The way chimpanzees smack their lips together has a similar rhythm to human speech, and a new study suggests this could be a clue to where our ancestors got their knack for language.

The evolution of human speech is a mystery to us all, and there are few hints of it in non-human primates. In recent years, some scientists have proposed that human speech came about less from primate vocalisations and more from rhythmic facial expressions.

No matter what language we are speaking, humans around the world are known to open their mouths 2-7 times per second while talking (2 to 7 hertz), with each open-close cycle corresponding to a syllable.

But while the universal rhythms of human speech, or the fast cycles of mouth opening and closing, have also been found in the gestures of orangutans and macaques, this is the first time such a rhythm has been identified in African apes - chimpanzees.

Comparing recordings from four chimp populations, both wild and captive, researchers have now found chimpanzees also produce lip-smacks at an average speech-like rhythm of 4 hertz.

What this can actually tell us about our own evolutionary history is limited, but seeing as this is one of the signature features of human speech, it might help us to connect primate vocals and human speech on the evolutionary timeline.

A study published last year, for instance, found that when 2,137 chimpanzee gestures were categorised into groups and their duration was averaged out, they obeyed some of the same basic mathematical principles as human speech.
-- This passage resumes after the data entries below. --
//! Server lifecycle tests over real loopback connections.

use reactnet::reactor::{ReadinessBackend, Scheduler};
use reactnet::server::{
    ConnectionHandler, ListenerConfig, RouterConfig, ServerConfig, ServerConnection, SocketServer,
};
use reactnet::dns::HostResolver;
use reactnet::Multiplexer;
use std::io::{Read, Write};
use std::net::TcpStream;
use std::sync::Arc;
use std::time::Duration;

/// Reads one LF-terminated line and echoes it back, then yields the
/// connection for another exchange.
struct EchoHandler;

impl ConnectionHandler for EchoHandler {
    fn on_open(&self, server: &Arc<SocketServer>, conn: Arc<ServerConnection>) {
        let Some(socket) = conn.socket() else {
            return server.finalize(conn);
        };
        let mux = Arc::clone(server.multiplexer());
        let server = Arc::clone(server);
        let write_sock = socket.clone();
        let write_mux = Arc::clone(&mux);
        socket.read_until_queued(&mux, b"\n", 4096, move |result| match result {
            Ok(mut line) => {
                line.push(b'\n');
                write_sock.write_queued(&write_mux, line, move |result| match result {
                    Ok(_) => server.next(conn),
                    Err(_) => {
                        conn.abort();
                        server.finalize(conn);
                    }
                });
            }
            Err(_) => {
                conn.abort();
                server.finalize(conn);
            }
        });
    }
}

fn start_server(config: ServerConfig) -> (Arc<SocketServer>, std::net::SocketAddr) {
    let mux = Multiplexer::new(ReadinessBackend::new().unwrap(), Scheduler::new(4));
    let server = SocketServer::new(mux, HostResolver::new(), config, Arc::new(EchoHandler));
    server
        .configure(RouterConfig {
            listeners: vec![ListenerConfig {
                host: "127.0.0.1".into(),
                service: "0".into(),
                tls: None,
            }],
            tls: vec![],
        })
        .unwrap();
    server.listen().unwrap();
    let addr = server.listener_addresses()[0].as_socket().unwrap();
    (server, addr)
}

fn send_line(stream: &mut TcpStream, line: &[u8]) -> std::io::Result<Vec<u8>> {
    stream.write_all(line)?;
    let mut reply = Vec::new();
    let mut byte = [0u8; 1];
    loop {
        let n = stream.read(&mut byte)?;
        if n == 0 {
            return Err(std::io::Error::new(
                std::io::ErrorKind::UnexpectedEof,
                "closed",
            ));
        }
        reply.push(byte[0]);
        if byte[0] == b'\n' {
            return Ok(reply);
        }
    }
}

#[test]
fn test_echo_round_trip() {
    let (server, addr) = start_server(ServerConfig::default());
    let mut stream = TcpStream::connect(addr).unwrap();
    stream
        .set_read_timeout(Some(Duration::from_secs(5)))
        .unwrap();
    let reply = send_line(&mut stream, b"hello server\n").unwrap();
    assert_eq!(reply, b"hello server\n");
    drop(stream);
    server.unlisten(false);
}

#[test]
fn test_keep_alive_budget_closes_after_three_exchanges() {
    let (server, addr) = start_server(ServerConfig {
        keep_alive_max_count: 3,
        ..ServerConfig::default()
    });
    let mut stream = TcpStream::connect(addr).unwrap();
    stream
        .set_read_timeout(Some(Duration::from_secs(5)))
        .unwrap();

    for i in 0..3 {
        let line = format!("exchange {i}\n");
        let reply = send_line(&mut stream, line.as_bytes()).unwrap();
        assert_eq!(reply, line.as_bytes());
    }
    // Budget exhausted: the server closes instead of serving a fourth.
    let result = send_line(&mut stream, b"one too many\n");
    assert!(result.is_err() || result.unwrap().is_empty());
    server.unlisten(false);
}

#[test]
fn test_capacity_refusal_is_immediate() {
    let (server, addr) = start_server(ServerConfig {
        max_connections: 1,
        ..ServerConfig::default()
    });
    let mut first = TcpStream::connect(addr).unwrap();
    first
        .set_read_timeout(Some(Duration::from_secs(5)))
        .unwrap();
    let reply = send_line(&mut first, b"held\n").unwrap();
    assert_eq!(reply, b"held\n");

    // The first connection still holds its keep-alive slot, so the second
    // one is refused rather than queued.
    let mut second = TcpStream::connect(addr).unwrap();
    second
        .set_read_timeout(Some(Duration::from_secs(5)))
        .unwrap();
    let mut buf = [0u8; 8];
    let outcome = second.read(&mut buf);
    assert!(matches!(outcome, Ok(0) | Err(_)));
    server.unlisten(false);
}

#[test]
fn test_unlisten_aborts_and_returns_to_idle() {
    let (server, addr) = start_server(ServerConfig {
        shutdown_timeout: Duration::from_secs(2),
        ..ServerConfig::default()
    });
    // Park a connection mid-exchange.
    let mut held = TcpStream::connect(addr).unwrap();
    held.write_all(b"no newline yet").unwrap();
    std::thread::sleep(Duration::from_millis(200));
    assert_eq!(server.active_connections(), 1);

    server.unlisten(false);
    assert_eq!(server.active_connections(), 0);

    // Idle again: a fresh listen cycle works.
    server.listen().unwrap();
    let addr = server.listener_addresses()[0].as_socket().unwrap();
    let mut stream = TcpStream::connect(addr).unwrap();
    stream
        .set_read_timeout(Some(Duration::from_secs(5)))
        .unwrap();
    let reply = send_line(&mut stream, b"back\n").unwrap();
    assert_eq!(reply, b"back\n");
    server.unlisten(false);
}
The authors of this new study, led by researchers from the University of St Andrews in the UK, conclude that their "findings support the hypothesis that speech recruited ancient primate rhythmic signals".

"However, this possibility remains tentative until new, more detailed data become available from both non-hominid and hominid primates," they add.

While the lip-smacking of macaques and gibbons is suspected to be an innate skill, for instance, there's evidence the vocals of orangutans are possibly learned.

And this could very well be the case with chimpanzees, too, who typically produce the sounds when grooming each other, potentially as a way to initiate and prolong the social interaction.

"In our own analyses, there seemed to be variation in the frequency with which individual chimpanzees produced lip-smacks, with some never or only very rarely observed to produce lip-smacks despite similar observation hours as their group members," the authors write.

Comparing video recordings of zoo chimps in Edinburgh, UK and Leipzig, Germany to wild chimps in Uganda, the team found a level of variation in the frequency of their lip-smacking that they say has never been reported before, sometimes up to 2 hertz between populations.

In great apes, however, the fastest mouth rhythms tend to keep a steady rhythm around a single hertz, so the authors think the variability of lip-smacking frequencies in chimp populations may imply social factors instead of hard-wired signals.

Unfortunately, statistical comparison between individual chimpanzees was limited in this research, and few previous studies have disclosed or analysed the levels of variation found between one chimp or another.

Still, between captive and wild populations, the authors found no systematic difference in mouth signals, probably because of a "substantial overlap in the range of rhythms present" among individuals in different groups.

Of course, four populations is not a huge sample size, and further data will need to be gathered between individuals and populations so we can figure out where this uncannily speech-like rhythm is arising from.

Given their findings, the team is calling for future research across primate species, to find out how these human-like rhythms arise in both individuals and populations. Knowing this might just tell us more about the evolution of our own language.

The study was published in Biology Letters.